The Scarlet Letter: Public Life vs. Private Life
In the book, The Scarlet Letter, written by Nathaniel Hawthorne, he is teaching that people act differently in the public than when they are alone privately. Ultimately this is not a good thing to do because being oneself is better and not to care what people think. In the book there are many actions that the characters do in the public, but then they are completely different when they were by themselves. If people act differently in one place, then the ones close to them will not know the true identity of the person that they have been close with.

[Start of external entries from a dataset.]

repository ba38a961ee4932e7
pub mod error;

pub use error::*;
use ledger_core_api::{LedgerError, LedgerResult};
use rust_decimal::Decimal;
use uuid::Uuid;

use crate::models::payment::processor::PaymentProcessor;

/// Outcome of a charge dispatched through the gateway.
#[derive(Debug, Clone, Copy, PartialEq, Eq)]
pub struct ChargeOutcome {
    pub method: &'static str,
    pub payment_id: Uuid,
}

/// Routes charges to the first available payment method.
///
/// Processors are tried in registration order; presentation of results is
/// left to the caller, the gateway only emits tracing events.
#[derive(Default)]
pub struct PaymentGateway {
    processors: Vec<Box<dyn PaymentProcessor>>,
}

impl PaymentGateway {
    pub fn new() -> Self {
        Self {
            processors: Vec::new(),
        }
    }

    pub fn register(&mut self, processor: Box<dyn PaymentProcessor>) {
        tracing::debug!(method = processor.method_name(), "payment method registered");
        self.processors.push(processor);
    }

    /// Charge `amount` against the first available method.
    ///
    /// Fails with `InvalidOperation` when no method is available; processor
    /// errors propagate unchanged so the caller can retry.
    pub fn charge(&mut self, amount: Decimal, description: &str) -> LedgerResult<ChargeOutcome> {
        let processor = self
            .processors
            .iter_mut()
            .find(|processor| processor.is_available())
            .ok_or_else(|| {
                LedgerError::InvalidOperation("no payment method is available".to_string())
            })?;

        let method = processor.method_name();
        match processor.process(amount, description) {
            Ok(payment_id) => {
                tracing::info!(method, %amount, %payment_id, "payment processed");
                Ok(ChargeOutcome { method, payment_id })
            }
            Err(err) => {
                tracing::warn!(method, %amount, error = %err, "payment rejected");
                Err(err)
            }
        }
    }

    /// Refund a payment on the method that processed it.
    pub fn refund(&mut self, method: &str, payment_id: Uuid, amount: Decimal) -> LedgerResult<()> {
        let processor = self
            .processors
            .iter_mut()
            .find(|processor| processor.method_name() == method)
            .ok_or_else(|| LedgerError::NotFound(format!("payment method {method}")))?;

        processor.refund(payment_id, amount)?;
        tracing::info!(method, %amount, %payment_id, "payment refunded");
        Ok(())
    }
}
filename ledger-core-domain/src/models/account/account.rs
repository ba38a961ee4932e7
use heapless::String as HeaplessString;
use ledger_core_api::{LedgerError, LedgerResult};
use rust_decimal::Decimal;
use serde::{Deserialize, Serialize};
use uuid::Uuid;

use crate::models::account::transaction::{TransactionModel, TransactionType};
use crate::models::identifiable::Identifiable;
use crate::models::validated::{try_non_blank, PositiveAmount};

/// A bank account with an append-only transaction ledger.
///
/// Invariant: the balance equals the signed sum of all transaction amounts
/// (deposits positive, withdrawals negative) and is never negative. Every
/// mutation re-validates its argument and either applies in full or leaves
/// the account unchanged.
#[derive(Debug, Clone, Serialize, Deserialize)]
pub struct AccountModel {
    id: Uuid,
    account_number: HeaplessString<32>,
    balance: Decimal,
    transactions: Vec<TransactionModel>,
}

impl AccountModel {
    /// Open an account with a mandatory positive initial deposit.
    ///
    /// Fails with `InvalidArgument` when the account number is blank or the
    /// initial deposit is not strictly positive; no account is created in
    /// that case. On success the ledger holds exactly one Deposit entry.
    pub fn open(account_number: &str, initial_deposit: Decimal) -> LedgerResult<Self> {
        let account_number = try_non_blank::<32>("account number", account_number)?;
        let mut account = Self {
            id: Uuid::new_v4(),
            account_number,
            balance: Decimal::ZERO,
            transactions: Vec::new(),
        };
        account.deposit(initial_deposit)?;
        Ok(account)
    }

    /// Increase the balance by `amount` and append one Deposit transaction.
    ///
    /// Fails with `InvalidArgument` unless `amount > 0`.
    pub fn deposit(&mut self, amount: Decimal) -> LedgerResult<()> {
        let amount = PositiveAmount::new(amount)?;
        self.balance += amount.value();
        self.transactions
            .push(TransactionModel::new(amount, TransactionType::Deposit));
        Ok(())
    }

    /// Decrease the balance by `amount` and append one Withdrawal transaction.
    ///
    /// Fails with `InvalidArgument` unless `amount > 0`, and with
    /// `InsufficientFunds` when `amount > balance`; on failure the balance
    /// and the ledger are unchanged.
    pub fn withdraw(&mut self, amount: Decimal) -> LedgerResult<()> {
        let amount = PositiveAmount::new(amount)?;
        if amount.value() > self.balance {
            return Err(LedgerError::InsufficientFunds {
                requested: amount.value(),
                available: self.balance,
            });
        }
        self.balance -= amount.value();
        self.transactions
            .push(TransactionModel::new(amount, TransactionType::Withdrawal));
        Ok(())
    }

    pub fn account_number(&self) -> &str {
        self.account_number.as_str()
    }

    pub fn balance(&self) -> Decimal {
        self.balance
    }

    /// The full ordered transaction history, oldest first.
    pub fn transactions(&self) -> &[TransactionModel] {
        &self.transactions
    }
}

impl Identifiable for AccountModel {
    fn get_id(&self) -> Uuid {
        self.id
    }
}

When someone is out in public then they try to act like someone they are no and try to fit in with the popular people. Or in the case of The Scarlet Letter they try to keep their reputation up. For example Dimmesdale shows the most change from a private person to a public one in the whole book. But, when he is in the public he plays the role of the minister for the people. He acts like he doesn’t know Hester, and he is always worried about how people are going to feel when they find out what he did. This is a huge difference to when he is alone in his house or even with Hester. If he was not hiding his private feelings from the public, he would have had a much better ending. But then Dimmesdale realizes what he is doing to himself when he says, “No man, for any considerable period, can wear one face to himself, and another to the multitude, without finally getting bewildered as to which may be true” (Hawthorne 189). What this means is that no one can be one person when they are by themselves, and then be another when they are in the public. This is very ironic that Dimmesdale says this because Dimmesdale has been wearing two masks of himself from when Hester went up to the scaffold as her punishment.
On the flip side of the public life is the private side. When someone is alone by themselves they are allowed to act the way they want to without being...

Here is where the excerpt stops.